MARCH 20, 2007 - 07:00 ET Human BioSystems Opens New Cellular Biology Facility PALO ALTO, CALIFORNIA--(CCNMatthews - March 20, 2007) - Human BioSystems ("HBS" or "Company") (OTCBB:HBSC), announced in September that it had signed a 5 year lease on a new R&D facility near its current location in Vicksburg, Michigan.
The Company announced today that it has moved into its new laboratory facility. This facility will enable HBS researchers to extend their preservation studies from whole organs to tissues and cells, and to insure that all work is carried out in a modern state-of-the-art scientific environment.
"We now have the facility to perform not only elaborate microsurgical techniques but also to culture cells and tissues and study them at the molecular level," stated Dr. Luis Toledo, HBS' Chief Medical Officer.

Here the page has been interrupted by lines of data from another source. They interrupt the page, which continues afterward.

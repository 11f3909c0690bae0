// src/pipeline/collect.rs

//! Collection orchestration: fetch → detect → dispatch, one source at a time.

use std::panic::AssertUnwindSafe;
use std::sync::Arc;
use std::time::{Duration, Instant};

use futures::FutureExt;
use tokio_util::sync::CancellationToken;

use crate::error::{AppError, Result};
use crate::models::Config;
use crate::pipeline::diff::{ChangeCounts, ChangeDetector};
use crate::pipeline::dispatch::{DispatchReport, NewCourseNotifier};
use crate::pipeline::lease::RunLocks;
use crate::services::{AdapterRegistry, StopReason};
use crate::storage::PlatformRegistry;

/// How a single source run ended.
#[derive(Debug, Clone, PartialEq, Eq)]
pub enum CollectStatus {
    Completed,
    /// Platform is disabled in the registry
    Disabled,
    /// Another run holds the source's lease
    Busy,
    NoAdapter,
    /// Cancelled mid-walk; the partial batch was discarded
    Interrupted,
    Failed(String),
}

#[derive(Debug, Clone)]
pub struct CollectReport {
    pub platform: String,
    pub status: CollectStatus,
    pub stop_reason: Option<StopReason>,
    pub pages: u32,
    pub fetched: usize,
    pub changes: ChangeCounts,
    pub dispatch: DispatchReport,
    pub took: Duration,
}

impl CollectReport {
    fn new(platform: &str, status: CollectStatus) -> Self {
        Self {
            platform: platform.to_string(),
            status,
            stop_reason: None,
            pages: 0,
            fetched: 0,
            changes: ChangeCounts::default(),
            dispatch: DispatchReport::default(),
            took: Duration::ZERO,
        }
    }
}

pub struct CollectionOrchestrator {
    config: Arc<Config>,
    platforms: Arc<dyn PlatformRegistry>,
    adapters: AdapterRegistry,
    detector: ChangeDetector,
    dispatcher: NewCourseNotifier,
    locks: RunLocks,
    cancel: CancellationToken,
}

impl CollectionOrchestrator {
    pub fn new(
        config: Arc<Config>,
        platforms: Arc<dyn PlatformRegistry>,
        adapters: AdapterRegistry,
        detector: ChangeDetector,
        dispatcher: NewCourseNotifier,
        cancel: CancellationToken,
    ) -> Self {
        let locks = RunLocks::new(Duration::from_secs(config.schedule.lease_ttl_secs));
        Self {
            config,
            platforms,
            adapters,
            detector,
            dispatcher,
            locks,
            cancel,
        }
    }

    pub fn locks(&self) -> &RunLocks {
        &self.locks
    }

    /// Page budget: explicit argument, then the platform's own, then the schedule default.
    fn max_pages_for(&self, name: &str, requested: Option<u32>) -> u32 {
        requested
            .or_else(|| self.config.platform(name).and_then(|p| p.max_pages))
            .unwrap_or(self.config.schedule.max_pages)
    }

    /// Collect one source end to end.
    ///
    /// Unknown platforms are an error; every other problem is reported in
    /// the returned [`CollectStatus`].
    pub async fn collect_for_platform(&self, name: &str, max_pages: Option<u32>) -> Result<CollectReport> {
        let started = Instant::now();
        let platform = self
            .platforms
            .find_platform(name)
            .await?
            .ok_or_else(|| AppError::not_found(format!("platform '{}'", name)))?;

        if !platform.enabled {
            log::info!("platform={} disabled, skipping", platform.name);
            return Ok(CollectReport::new(&platform.name, CollectStatus::Disabled));
        }
        let Some(adapter) = self.adapters.resolve(&platform) else {
            log::warn!("platform={} has no adapter", platform.name);
            return Ok(CollectReport::new(&platform.name, CollectStatus::NoAdapter));
        };
        let Some(_lease) = self.locks.try_acquire(&platform.name) else {
            log::warn!("platform={} already running, skipping", platform.name);
            return Ok(CollectReport::new(&platform.name, CollectStatus::Busy));
        };

        let max_pages = self.max_pages_for(&platform.name, max_pages);
        log::info!("collect start platform={} max_pages={}", platform.name, max_pages);

        let outcome = adapter.fetch_batch(&platform, max_pages, &self.cancel).await;
        let mut report = CollectReport::new(&platform.name, CollectStatus::Completed);
        report.stop_reason = Some(outcome.stop_reason);
        report.pages = outcome.pages;
        report.fetched = outcome.courses.len();

        if outcome.is_interrupted() {
            log::warn!(
                "collect interrupted platform={} discarded={}",
                platform.name,
                outcome.courses.len()
            );
            report.status = CollectStatus::Interrupted;
            report.took = started.elapsed();
            return Ok(report);
        }

        let batch: Vec<_> = outcome
            .courses
            .into_iter()
            .map(|mut course| {
                course.platform_id = Some(platform.id);
                course
            })
            .collect();

        let changes = self.detector.compute_new_or_updated(&batch).await;
        report.changes = changes.counts;
        report.dispatch = self.dispatcher.notify_new(&platform.name, &changes.new).await;
        report.took = started.elapsed();

        log::info!(
            "collect done platform={} stop={} fetched={} new={} updated={} took_ms={}",
            platform.name,
            outcome.stop_reason,
            report.fetched,
            report.changes.new,
            report.changes.updated,
            report.took.as_millis()
        );
        Ok(report)
    }

    /// Collect every enabled source in declaration order.
    ///
    /// Errors and panics are contained per source.
    pub async fn collect_all_enabled(&self) -> Vec<CollectReport> {
        let names = self.config.enabled_platforms();
        log::info!("collect-all start platforms={}", names.join(","));
        let mut reports = Vec::with_capacity(names.len());

        for name in names {
            if self.cancel.is_cancelled() {
                log::warn!("collect-all cancelled before platform={}", name);
                break;
            }
            let run = AssertUnwindSafe(self.collect_for_platform(&name, None)).catch_unwind();
            let report = match run.await {
                Ok(Ok(report)) => report,
                Ok(Err(e)) => {
                    log::error!("collect failed platform={}: {}", name, e);
                    CollectReport::new(&name, CollectStatus::Failed(e.to_string()))
                }
                Err(panic) => {
                    let message = panic
                        .downcast_ref::<&str>()
                        .map(|s| s.to_string())
                        .or_else(|| panic.downcast_ref::<String>().cloned())
                        .unwrap_or_else(|| "unknown panic".to_string());
                    log::error!("collect panicked platform={}: {}", name, message);
                    CollectReport::new(&name, CollectStatus::Failed(message))
                }
            };
            reports.push(report);
        }

        let new_total: usize = reports.iter().map(|r| r.changes.new).sum();
        log::info!("collect-all done platforms={} new={}", reports.len(), new_total);
        reports
    }
}
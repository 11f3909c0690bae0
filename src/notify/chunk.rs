// src/notify/chunk.rs

//! Splitting long chat messages under a character cap.

/// How far back from the cap a newline may sit and still be preferred.
const NEWLINE_WINDOW: usize = 600;

/// Split `text` into pieces of at most `max_chars` characters.
///
/// Each piece ends right after the last newline before the cap when one
/// falls within the last 600 characters, otherwise after the last
/// whitespace, otherwise exactly at the cap. Concatenating the pieces
/// gives back the input.
pub fn split_in_chunks(text: &str, max_chars: usize) -> Vec<String> {
    let max_chars = max_chars.max(1);
    let mut out = Vec::new();
    let mut rest = text;

    while rest.chars().count() > max_chars {
        let cut = split_point(rest, max_chars);
        let (head, tail) = rest.split_at(cut);
        out.push(head.to_string());
        rest = tail;
    }
    if !rest.is_empty() {
        out.push(rest.to_string());
    }
    out
}

/// Byte offset to cut at; `s` holds more than `max_chars` characters.
fn split_point(s: &str, max_chars: usize) -> usize {
    let hard = s
        .char_indices()
        .nth(max_chars)
        .map(|(i, _)| i)
        .unwrap_or(s.len());
    let window = &s[..hard];
    let window_start = max_chars.saturating_sub(NEWLINE_WINDOW);

    let mut last_newline = None;
    let mut last_space = None;
    for (pos, (idx, ch)) in window.char_indices().enumerate() {
        if ch == '\n' && pos >= window_start {
            last_newline = Some(idx + ch.len_utf8());
        } else if ch.is_whitespace() {
            last_space = Some(idx + ch.len_utf8());
        }
    }

    last_newline
        .or(last_space)
        .filter(|&cut| cut > 0)
        .unwrap_or(hard)
}
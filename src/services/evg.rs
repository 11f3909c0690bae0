// src/services/evg.rs

//! Government virtual school catalog (`/catalogo?page=N`, usually 1-based).

use std::time::Duration;

use crate::services::area::AreaClassifier;
use crate::services::catalog::CatalogSpec;
use crate::services::extract::ExtractionStrategy;
use crate::services::RecordDefaults;

pub const NAME: &str = "evg";
pub const DEFAULT_BASE: &str = "https://www.escolavirtual.gov.br";

pub fn spec() -> CatalogSpec {
    CatalogSpec {
        name: NAME,
        default_base: DEFAULT_BASE,
        list_path: "/catalogo?page=",
        start_page: 1,
        alternate_start: Some(0),
        strategy: ExtractionStrategy::new([
            ".resultado-cursos .card, article.card, .card",
            r#"a[href*="/curso/"]"#,
        ]),
        areas: AreaClassifier::standard(),
        defaults: RecordDefaults {
            provider: "EVG",
            free: true,
            status: Some("Online (EAD)"),
            price: None,
        },
        page_delay: Duration::from_millis(180),
    }
}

Dr. David Winter, President of HBS further explained that "This facility will allow us to expand our work in preservation technology that we have been developing since 2002. We will have the ability to control important variables so that we can directly study tissue and cell preservation. We are particularly interested in prolonging activity and function in tissues and cells such as stem cells and pancreatic islet cells."
Some of the projects that the Company is considering for the new facility include:
- Investigating how HBS preservation technology is superior to other technologies and how it can be further improved.
- Characterizing the cellular and molecular basis for diseases such as diabetes with potential cure through organ, tissue or cell transplantation.
- Developing improved animal and cellular models (including stem cell technology) for the study of immuno-tolerance and immune response after transplantation.
- Assessing the effectiveness of proposed preservation and transplant technology in the treatments for end-stage organ diseases.
Human BioSystems is a developer of preservation platforms for donor organs, blood platelets and other biomaterials. The Company, which is headquartered in Palo Alto, California has research facilities in Michigan.
Certain statements contained herein are "forward-looking'' statements (as such term is defined in the Private Securities Litigation Reform Act of 1995). Because such statements include risks and uncertainties, actual results may differ materially from those expressed or implied by such forward-looking statements. Factors that could cause results to differ materially from those expressed or implied by such forward-looking statements include, but are not limited to, results from ongoing research and development as well as clinical studies, failure to obtain regulatory approval for the Company's products, if required, failure to develop a product based on the Company's technology, failure of any such products to compete effectively with existing products, the inability to find a strategic partner or to consummate a relationship with a potential strategic partner on acceptable terms, and other factors discussed in filings made by the Company with the Securities and Exchange Commission.